TASK OBJECTIVE: Copy exactly, please, the lines of the data from its start through the line containing "exactly as it was.".

DATASET EXTRACT:
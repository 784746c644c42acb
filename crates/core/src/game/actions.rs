//! The closed set of intents an actor can carry out, and their validation.
//! Every handler checks its preconditions before touching the world, so an
//! `ActionFailure` always leaves the state exactly as it was.

use super::Game;
use crate::color;
use crate::error::{ActionFailure, GameError, GameResult};
use crate::state::capitalize;
use crate::types::{EntityId, Pos};

#[derive(Clone, Copy, Debug, PartialEq, Eq)]
pub enum Action {
    Move { dx: i32, dy: i32 },
    Melee { dx: i32, dy: i32 },
    /// Melee when a living actor occupies the destination, otherwise move.
    Bump { dx: i32, dy: i32 },
    Wait,
    Pickup,
    /// `target` defaults to the user's own cell.
    UseItem { item: EntityId, target: Option<Pos> },
    Drop { item: EntityId },
}

impl Game {
    /// Carries out `action` for `actor`. Does not advance enemies or refresh sight.
    pub fn perform(&mut self, actor: EntityId, action: Action) -> GameResult<()> {
        match action {
            Action::Move { dx, dy } => self.perform_move(actor, dx, dy),
            Action::Melee { dx, dy } => self.perform_melee(actor, dx, dy),
            Action::Bump { dx, dy } => self.perform_bump(actor, dx, dy),
            Action::Wait => {
                self.world.actor(actor)?;
                Ok(())
            }
            Action::Pickup => self.perform_pickup(actor),
            Action::UseItem { item, target } => self.perform_use_item(actor, item, target),
            Action::Drop { item } => self.perform_drop(actor, item),
        }
    }

    fn destination(&self, actor: EntityId, dx: i32, dy: i32) -> GameResult<Pos> {
        self.world.actor(actor)?;
        Ok(self.world.entity(actor)?.pos.offset(dx, dy))
    }

    fn perform_move(&mut self, actor: EntityId, dx: i32, dy: i32) -> GameResult<()> {
        let dest = self.destination(actor, dx, dy)?;
        let map = &self.world.map;
        if !map.in_bounds(dest) || !map.is_walkable(dest) {
            return Err(ActionFailure::Blocked.into());
        }
        if self.world.blocking_entity_at(dest).is_some_and(|blocker| blocker != actor) {
            return Err(ActionFailure::Blocked.into());
        }
        self.world.entity_mut(actor)?.pos = dest;
        Ok(())
    }

    fn perform_melee(&mut self, actor: EntityId, dx: i32, dy: i32) -> GameResult<()> {
        let dest = self.destination(actor, dx, dy)?;
        let Some(target) = self.world.actor_at(dest) else {
            return Err(ActionFailure::NothingToAttack.into());
        };

        let attacker = self.world.entity(actor)?;
        let power = self.world.actor(actor)?.fighter.power;
        let defense = self.world.actor(target)?.fighter.defense;
        let damage = power - defense;
        let description =
            format!("{} attacks {}", capitalize(&attacker.name), self.world.entity(target)?.name);
        let fg = if actor == self.player { color::PLAYER_ATTACK } else { color::ENEMY_ATTACK };

        if damage > 0 {
            self.log.add(format!("{description} for {damage} hit points."), fg);
            self.take_damage(target, damage)
        } else {
            self.log.add(format!("{description} but does no damage."), fg);
            Ok(())
        }
    }

    fn perform_bump(&mut self, actor: EntityId, dx: i32, dy: i32) -> GameResult<()> {
        let dest = self.destination(actor, dx, dy)?;
        if self.world.actor_at(dest).is_some() {
            self.perform_melee(actor, dx, dy)
        } else {
            self.perform_move(actor, dx, dy)
        }
    }

    fn perform_pickup(&mut self, actor: EntityId) -> GameResult<()> {
        let pos = self.world.entity(actor)?.pos;
        let inventory_full = self.world.actor(actor)?.inventory.is_full();
        let Some(item) = self.world.item_at(pos) else {
            return Err(ActionFailure::NothingHere.into());
        };
        if inventory_full {
            return Err(ActionFailure::InventoryFull.into());
        }
        self.world.take_into_inventory(actor, item)?;
        let name = &self.world.entity(item)?.name;
        self.log.add(format!("You picked up the {name}."), color::WHITE);
        Ok(())
    }

    fn perform_use_item(
        &mut self,
        actor: EntityId,
        item: EntityId,
        target: Option<Pos>,
    ) -> GameResult<()> {
        let consumable = self.world.item(item)?.consumable;
        let holder = self.world.actor(actor)?;
        if !holder.inventory.contains(item) {
            return Err(GameError::ItemNotHeld { holder: actor, item });
        }
        let target = match target {
            Some(pos) => pos,
            None => self.world.entity(actor)?.pos,
        };
        self.activate(consumable, actor, item, target)
    }

    fn perform_drop(&mut self, actor: EntityId, item: EntityId) -> GameResult<()> {
        self.world.drop_from_inventory(actor, item)?;
        let name = &self.world.entity(item)?.name;
        self.log.add(format!("You dropped the {name}."), color::WHITE);
        Ok(())
    }
}
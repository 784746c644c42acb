//! Append-only, player-facing record of what happened during play.

use crate::types::Rgb;

#[derive(Clone, Debug, PartialEq, Eq)]
pub struct Message {
    pub text: String,
    pub fg: Rgb,
    pub count: u32,
}

impl Message {
    pub fn full_text(&self) -> String {
        if self.count > 1 { format!("{} (x{})", self.text, self.count) } else { self.text.clone() }
    }
}

#[derive(Clone, Debug, Default)]
pub struct MessageLog {
    messages: Vec<Message>,
}

impl MessageLog {
    pub fn new() -> Self {
        Self::default()
    }

    /// Appends `text`, folding it into the previous entry when the text repeats.
    pub fn add(&mut self, text: impl Into<String>, fg: Rgb) {
        let text = text.into();
        if let Some(last) = self.messages.last_mut()
            && last.text == text
        {
            last.count += 1;
            return;
        }
        self.messages.push(Message { text, fg, count: 1 });
    }

    pub fn add_unstacked(&mut self, text: impl Into<String>, fg: Rgb) {
        self.messages.push(Message { text: text.into(), fg, count: 1 });
    }

    pub fn messages(&self) -> &[Message] {
        &self.messages
    }

    pub fn last(&self) -> Option<&Message> {
        self.messages.last()
    }

    pub fn len(&self) -> usize {
        self.messages.len()
    }

    pub fn is_empty(&self) -> bool {
        self.messages.is_empty()
    }

    pub fn contains(&self, needle: &str) -> bool {
        self.messages.iter().any(|message| message.text.contains(needle))
    }
}

#[cfg(test)]
mod tests {
    use super::*;
    use crate::color;

    #[test]
    fn identical_consecutive_messages_coalesce() {
        let mut log = MessageLog::new();
        log.add("That way is blocked.", color::WHITE);
        log.add("That way is blocked.", color::WHITE);
        log.add("That way is blocked.", color::WHITE);

        assert_eq!(log.len(), 1);
        assert_eq!(log.messages()[0].count, 3);
        assert_eq!(log.messages()[0].full_text(), "That way is blocked. (x3)");
    }

    #[test]
    fn interleaved_messages_do_not_coalesce() {
        let mut log = MessageLog::new();
        log.add("a", color::WHITE);
        log.add("b", color::WHITE);
        log.add("a", color::WHITE);
        assert_eq!(log.len(), 3);
        assert!(log.messages().iter().all(|message| message.count == 1));
    }

    #[test]
    fn unstacked_messages_always_append() {
        let mut log = MessageLog::new();
        log.add_unstacked("ping", color::WHITE);
        log.add_unstacked("ping", color::WHITE);
        assert_eq!(log.len(), 2);
        assert_eq!(log.last().map(Message::full_text), Some("ping".to_string()));
    }
}
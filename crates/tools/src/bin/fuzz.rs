use std::collections::BTreeSet;

use anyhow::{Context, Result, bail, ensure};
use clap::Parser;
use game_core::{Action, EntityId, Game, GameConfig, Pos, TurnOutcome};
use rand_chacha::{
    ChaCha8Rng,
    rand_core::{Rng, SeedableRng},
};

#[derive(Parser)]
#[command(author, version, about, long_about = None)]
struct Args {
    /// First seed to play
    #[arg(short, long, default_value_t = 42)]
    seed: u64,
    /// Number of consecutive seeds to play
    #[arg(short, long, default_value_t = 16)]
    games: u64,
    /// Maximum player turns per game
    #[arg(short, long, default_value_t = 1000)]
    turns: u32,
}

const STEPS: [(i32, i32); 8] =
    [(-1, -1), (0, -1), (1, -1), (-1, 0), (1, 0), (-1, 1), (0, 1), (1, 1)];

fn choose<T: Copy>(rng: &mut ChaCha8Rng, slice: &[T]) -> Option<T> {
    if slice.is_empty() {
        return None;
    }
    let p = rng.next_u64() as usize % slice.len();
    Some(slice[p])
}

fn random_action(game: &Game, rng: &mut ChaCha8Rng) -> Action {
    let world = game.world();
    let held: Vec<EntityId> =
        world.actor(game.player()).map(|a| a.inventory.items().to_vec()).unwrap_or_default();
    let targets: Vec<Pos> = world
        .living_actor_ids()
        .into_iter()
        .filter_map(|id| world.get(id).map(|entity| entity.pos))
        .collect();

    match rng.next_u64() % 12 {
        0 => Action::Wait,
        1 | 2 => Action::Pickup,
        3 | 4 => match choose(rng, &held) {
            Some(item) => Action::UseItem { item, target: choose(rng, &targets) },
            None => Action::Wait,
        },
        5 => match choose(rng, &held) {
            Some(item) => Action::Drop { item },
            None => Action::Wait,
        },
        _ => {
            let (dx, dy) = choose(rng, &STEPS).unwrap_or((0, 0));
            Action::Bump { dx, dy }
        }
    }
}

fn assert_invariants(game: &Game) -> Result<()> {
    let world = game.world();
    let mut blocked = BTreeSet::new();

    for (id, entity) in world.on_map() {
        ensure!(world.map.is_walkable(entity.pos), "{id:?} is inside a wall at {:?}", entity.pos);
        if entity.blocks_movement {
            ensure!(blocked.insert(entity.pos), "two blockers share {:?}", entity.pos);
        }
        if let Some(actor) = entity.as_actor() {
            let hp = actor.fighter.hp();
            ensure!((0..=actor.fighter.max_hp).contains(&hp), "{id:?} has hp {hp}");
            ensure!(actor.is_alive() == (hp > 0), "{id:?} liveness disagrees with hp {hp}");
            ensure!(
                actor.inventory.len() <= actor.inventory.capacity(),
                "{id:?} carries more than its capacity"
            );
            for &item in actor.inventory.items() {
                ensure!(!world.map.contains_entity(item), "held item {item:?} is on the map");
            }
        }
    }
    Ok(())
}

fn play(seed: u64, max_turns: u32) -> Result<(u64, bool)> {
    let mut game = Game::new(seed, GameConfig::default()).context("default config rejected")?;
    let mut rng = ChaCha8Rng::seed_from_u64(seed);
    assert_invariants(&game).with_context(|| format!("seed {seed} at start"))?;

    for _ in 0..max_turns {
        let action = random_action(&game, &mut rng);
        let outcome = match game.play_turn(action) {
            Ok(outcome) => outcome,
            Err(err) => bail!("seed {seed} turn {}: fatal error on {action:?}: {err}", game.turn()),
        };
        assert_invariants(&game).with_context(|| format!("seed {seed} turn {}", game.turn()))?;
        if outcome == TurnOutcome::GameOver {
            return Ok((game.turn(), true));
        }
    }
    Ok((game.turn(), false))
}

fn main() -> Result<()> {
    env_logger::init();
    let args = Args::parse();

    println!(
        "Starting fuzz harness on seeds {}..{} for max {} turns...",
        args.seed,
        args.seed.saturating_add(args.games),
        args.turns
    );
    let mut deaths = 0;
    for seed in args.seed..args.seed.saturating_add(args.games) {
        let (turns, died) = play(seed, args.turns)?;
        log::info!("seed {seed}: {turns} turns, player {}", if died { "died" } else { "survived" });
        deaths += u32::from(died);
    }

    println!("Fuzzing completed successfully ({deaths} of {} games ended in death).", args.games);
    Ok(())
}
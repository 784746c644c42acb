//! Failure taxonomy for state-mutating operations.
//! `ActionFailure` is the expected, recoverable category: the world is untouched and the reason is
//! shown to the player. Every other `GameError` variant is an invariant violation.

use crate::types::EntityId;

#[derive(Clone, Copy, Debug, PartialEq, Eq, thiserror::Error)]
pub enum ActionFailure {
    #[error("That way is blocked.")]
    Blocked,

    #[error("Nothing to attack.")]
    NothingToAttack,

    #[error("There is nothing here to pick up.")]
    NothingHere,

    #[error("Your inventory is full.")]
    InventoryFull,

    #[error("Your health is already full.")]
    AlreadyFull,

    #[error("No enemy is close enough to strike.")]
    NoTargetInRange,

    #[error("You cannot target an area you cannot see.")]
    CannotTargetUnseen,

    #[error("There are no targets in the radius.")]
    NoTargetsInRadius,

    #[error("You must select an enemy to target.")]
    NoTargetSelected,

    #[error("You cannot confuse yourself!")]
    CannotTargetSelf,
}

#[derive(Clone, Debug, PartialEq, Eq, thiserror::Error)]
pub enum GameError {
    #[error(transparent)]
    Impossible(#[from] ActionFailure),

    #[error("entity {0:?} does not exist")]
    MissingEntity(EntityId),

    #[error("entity {0:?} is not an actor")]
    NotAnActor(EntityId),

    #[error("entity {0:?} is not an item")]
    NotAnItem(EntityId),

    #[error("item {item:?} is not held by {holder:?}")]
    ItemNotHeld { holder: EntityId, item: EntityId },

    #[error("the player entity is missing from the world")]
    PlayerMissing,
}

impl GameError {
    pub fn is_recoverable(&self) -> bool {
        matches!(self, GameError::Impossible(_))
    }

    pub fn as_failure(&self) -> Option<ActionFailure> {
        match self {
            GameError::Impossible(failure) => Some(*failure),
            _ => None,
        }
    }
}

pub type GameResult<T> = Result<T, GameError>;
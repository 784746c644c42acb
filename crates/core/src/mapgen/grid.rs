//! Grid-space primitives shared by layout and spawn placement.

use crate::types::Pos;

/// Cells on the line from `start` to `end`, both endpoints included.
pub(crate) fn bresenham(start: Pos, end: Pos) -> Vec<Pos> {
    let dx = (end.x - start.x).abs();
    let dy = -(end.y - start.y).abs();
    let sx = if start.x < end.x { 1 } else { -1 };
    let sy = if start.y < end.y { 1 } else { -1 };

    let mut cells = Vec::with_capacity((dx.max(-dy) + 1) as usize);
    let mut current = start;
    let mut error = dx + dy;
    loop {
        cells.push(current);
        if current == end {
            break;
        }
        let doubled = 2 * error;
        if doubled >= dy {
            error += dy;
            current.x += sx;
        }
        if doubled <= dx {
            error += dx;
            current.y += sy;
        }
    }
    cells
}
use std::collections::BTreeSet;

use slotmap::SlotMap;

use crate::entity::{Actor, Entity, EntityKind, Item};
use crate::error::{ActionFailure, GameError, GameResult};
use crate::types::{EntityId, Graphic, Pos, RenderOrder, Rgb, TileKind};

/// Graphic for cells the player has never seen.
pub const SHROUD: Graphic = Graphic { glyph: ' ', fg: Rgb(255, 255, 255), bg: Rgb(0, 0, 0) };

#[derive(Clone, Debug)]
pub struct Map {
    pub width: usize,
    pub height: usize,
    tiles: Vec<TileKind>,
    visible: Vec<bool>,
    explored: Vec<bool>,
    /// Entities currently placed on this map. Items held in an inventory are not listed.
    entities: BTreeSet<EntityId>,
}

impl Map {
    /// Floor enclosed by a one-cell wall border. A zero dimension yields an empty map.
    pub fn new(width: usize, height: usize) -> Self {
        let mut map = Self::filled(width, height, TileKind::Floor);
        for (idx, tile) in map.tiles.iter_mut().enumerate() {
            let (x, y) = (idx % width, idx / width);
            if x == 0 || y == 0 || x + 1 == width || y + 1 == height {
                *tile = TileKind::Wall;
            }
        }
        map
    }

    pub fn filled(width: usize, height: usize, tile: TileKind) -> Self {
        let cells = width * height;
        Self {
            width,
            height,
            tiles: vec![tile; cells],
            visible: vec![false; cells],
            explored: vec![false; cells],
            entities: BTreeSet::new(),
        }
    }

    pub fn in_bounds(&self, pos: Pos) -> bool {
        pos.x >= 0 && pos.y >= 0 && (pos.x as usize) < self.width && (pos.y as usize) < self.height
    }

    /// Out-of-bounds cells read as wall.
    pub fn tile_at(&self, pos: Pos) -> TileKind {
        self.index(pos).map_or(TileKind::Wall, |idx| self.tiles[idx])
    }

    pub fn set_tile(&mut self, pos: Pos, tile: TileKind) {
        if let Some(idx) = self.index(pos) {
            self.tiles[idx] = tile;
        }
    }

    pub fn is_walkable(&self, pos: Pos) -> bool {
        self.tile_at(pos).walkable()
    }

    pub fn is_transparent(&self, pos: Pos) -> bool {
        self.tile_at(pos).transparent()
    }

    pub fn is_visible(&self, pos: Pos) -> bool {
        self.index(pos).is_some_and(|idx| self.visible[idx])
    }

    pub fn is_explored(&self, pos: Pos) -> bool {
        self.index(pos).is_some_and(|idx| self.explored[idx])
    }

    pub fn set_visible(&mut self, pos: Pos, visible: bool) {
        if let Some(idx) = self.index(pos) {
            self.visible[idx] = visible;
        }
    }

    pub fn clear_visible(&mut self) {
        self.visible.fill(false);
    }

    /// Folds the current field of view into explored memory. Explored cells are never forgotten.
    pub fn remember_visible(&mut self) {
        for (explored, &visible) in self.explored.iter_mut().zip(&self.visible) {
            *explored |= visible;
        }
    }

    pub fn visible_count(&self) -> usize {
        self.visible.iter().filter(|&&visible| visible).count()
    }

    pub fn explored_count(&self) -> usize {
        self.explored.iter().filter(|&&explored| explored).count()
    }

    /// Lit graphic when visible, dark when only remembered, shroud otherwise.
    pub fn graphic_at(&self, pos: Pos) -> Graphic {
        let tile = self.tile_at(pos);
        if self.is_visible(pos) {
            tile.light()
        } else if self.is_explored(pos) {
            tile.dark()
        } else {
            SHROUD
        }
    }

    pub fn entity_ids(&self) -> impl Iterator<Item = EntityId> + '_ {
        self.entities.iter().copied()
    }

    pub fn contains_entity(&self, id: EntityId) -> bool {
        self.entities.contains(&id)
    }

    fn index(&self, pos: Pos) -> Option<usize> {
        self.in_bounds(pos).then(|| (pos.y as usize) * self.width + (pos.x as usize))
    }
}

/// Entity arena plus the single live map.
#[derive(Clone, Debug)]
pub struct World {
    pub map: Map,
    entities: SlotMap<EntityId, Entity>,
}

impl World {
    pub fn new(map: Map) -> Self {
        Self { map, entities: SlotMap::with_key() }
    }

    /// Places `entity` on the map at its own position.
    pub fn spawn(&mut self, entity: Entity) -> EntityId {
        let id = self.entities.insert(entity);
        self.map.entities.insert(id);
        id
    }

    /// Creates `item` directly inside `holder`'s inventory.
    pub fn spawn_into_inventory(&mut self, holder: EntityId, item: Entity) -> GameResult<EntityId> {
        if self.actor(holder)?.inventory.is_full() {
            return Err(ActionFailure::InventoryFull.into());
        }
        let is_item = item.as_item().is_some();
        let id = self.entities.insert(item);
        if !is_item {
            self.entities.remove(id);
            return Err(GameError::NotAnItem(id));
        }
        self.actor_mut(holder)?.inventory.push(id);
        Ok(id)
    }

    pub fn get(&self, id: EntityId) -> Option<&Entity> {
        self.entities.get(id)
    }

    pub fn entity(&self, id: EntityId) -> GameResult<&Entity> {
        self.entities.get(id).ok_or(GameError::MissingEntity(id))
    }

    pub fn entity_mut(&mut self, id: EntityId) -> GameResult<&mut Entity> {
        self.entities.get_mut(id).ok_or(GameError::MissingEntity(id))
    }

    pub fn actor(&self, id: EntityId) -> GameResult<&Actor> {
        self.entity(id)?.as_actor().ok_or(GameError::NotAnActor(id))
    }

    pub fn actor_mut(&mut self, id: EntityId) -> GameResult<&mut Actor> {
        self.entity_mut(id)?.as_actor_mut().ok_or(GameError::NotAnActor(id))
    }

    pub fn item(&self, id: EntityId) -> GameResult<&Item> {
        self.entity(id)?.as_item().ok_or(GameError::NotAnItem(id))
    }

    pub fn is_alive(&self, id: EntityId) -> bool {
        self.entities.get(id).is_some_and(Entity::is_alive)
    }

    pub fn contains(&self, id: EntityId) -> bool {
        self.entities.contains_key(id)
    }

    pub fn len(&self) -> usize {
        self.entities.len()
    }

    pub fn is_empty(&self) -> bool {
        self.entities.is_empty()
    }

    /// Entities placed on the map, in id order.
    pub fn on_map(&self) -> impl Iterator<Item = (EntityId, &Entity)> + '_ {
        self.map.entity_ids().filter_map(|id| self.entities.get(id).map(|entity| (id, entity)))
    }

    pub fn living_actor_ids(&self) -> Vec<EntityId> {
        self.on_map().filter(|(_, entity)| entity.is_alive()).map(|(id, _)| id).collect()
    }

    pub fn actor_at(&self, pos: Pos) -> Option<EntityId> {
        self.on_map().find(|(_, entity)| entity.pos == pos && entity.is_alive()).map(|(id, _)| id)
    }

    pub fn blocking_entity_at(&self, pos: Pos) -> Option<EntityId> {
        self.on_map()
            .find(|(_, entity)| entity.pos == pos && entity.blocks_movement)
            .map(|(id, _)| id)
    }

    pub fn item_at(&self, pos: Pos) -> Option<EntityId> {
        self.on_map()
            .find(|(_, entity)| entity.pos == pos && entity.as_item().is_some())
            .map(|(id, _)| id)
    }

    pub fn entities_at(&self, pos: Pos) -> Vec<EntityId> {
        self.on_map().filter(|(_, entity)| entity.pos == pos).map(|(id, _)| id).collect()
    }

    /// Comma-separated names of everything at a visible cell; empty when the cell is unseen.
    pub fn names_at(&self, pos: Pos) -> String {
        if !self.map.is_visible(pos) {
            return String::new();
        }
        let names: Vec<&str> = self
            .entities_at(pos)
            .into_iter()
            .filter_map(|id| self.get(id).map(|entity| entity.name.as_str()))
            .collect();
        capitalize(&names.join(", "))
    }

    /// Visible entities ordered for drawing: corpses first, actors last.
    pub fn render_list(&self) -> Vec<(EntityId, &Entity)> {
        let mut visible: Vec<(EntityId, &Entity)> =
            self.on_map().filter(|(_, entity)| self.map.is_visible(entity.pos)).collect();
        visible.sort_by_key(|(id, entity)| (entity.render_order, *id));
        visible
    }

    /// Moves `item` from the map into `holder`'s inventory. Fails without side effects.
    pub fn take_into_inventory(&mut self, holder: EntityId, item: EntityId) -> GameResult<()> {
        self.item(item)?;
        if !self.map.contains_entity(item) {
            return Err(GameError::MissingEntity(item));
        }
        let inventory = &mut self.actor_mut(holder)?.inventory;
        if inventory.is_full() {
            return Err(ActionFailure::InventoryFull.into());
        }
        inventory.push(item);
        self.map.entities.remove(&item);
        Ok(())
    }

    /// Places a held item on the map at the holder's position and returns that position.
    pub fn drop_from_inventory(&mut self, holder: EntityId, item: EntityId) -> GameResult<Pos> {
        let pos = self.entity(holder)?.pos;
        if !self.actor_mut(holder)?.inventory.remove(item) {
            return Err(GameError::ItemNotHeld { holder, item });
        }
        let entity = self.entity_mut(item)?;
        entity.pos = pos;
        self.map.entities.insert(item);
        Ok(pos)
    }

    /// Removes a held item from the inventory and from the world.
    pub fn consume_from_inventory(&mut self, holder: EntityId, item: EntityId) -> GameResult<()> {
        if !self.actor(holder)?.inventory.contains(item) {
            return Err(GameError::ItemNotHeld { holder, item });
        }
        self.actor_mut(holder)?.inventory.remove(item);
        self.entities.remove(item);
        Ok(())
    }

    /// Every actor on the map that died and now lies as a corpse.
    pub fn corpse_ids(&self) -> Vec<EntityId> {
        self.on_map()
            .filter(|(_, entity)| {
                entity.render_order == RenderOrder::Corpse
                    && matches!(entity.kind, EntityKind::Actor(_))
            })
            .map(|(id, _)| id)
            .collect()
    }
}

/// Upper-cases the first character, leaving the rest untouched.
pub fn capitalize(text: &str) -> String {
    let mut chars = text.chars();
    match chars.next() {
        Some(first) => first.to_uppercase().chain(chars).collect(),
        None => String::new(),
    }
}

EXERCISE SOLUTION:
repository 784746c644c42acb
filename crates/core/src/game/actions.rs
//! The closed set of intents an actor can carry out, and their validation.
//! Every handler checks its preconditions before touching the world, so an
//! `ActionFailure` always leaves the state exactly as it was.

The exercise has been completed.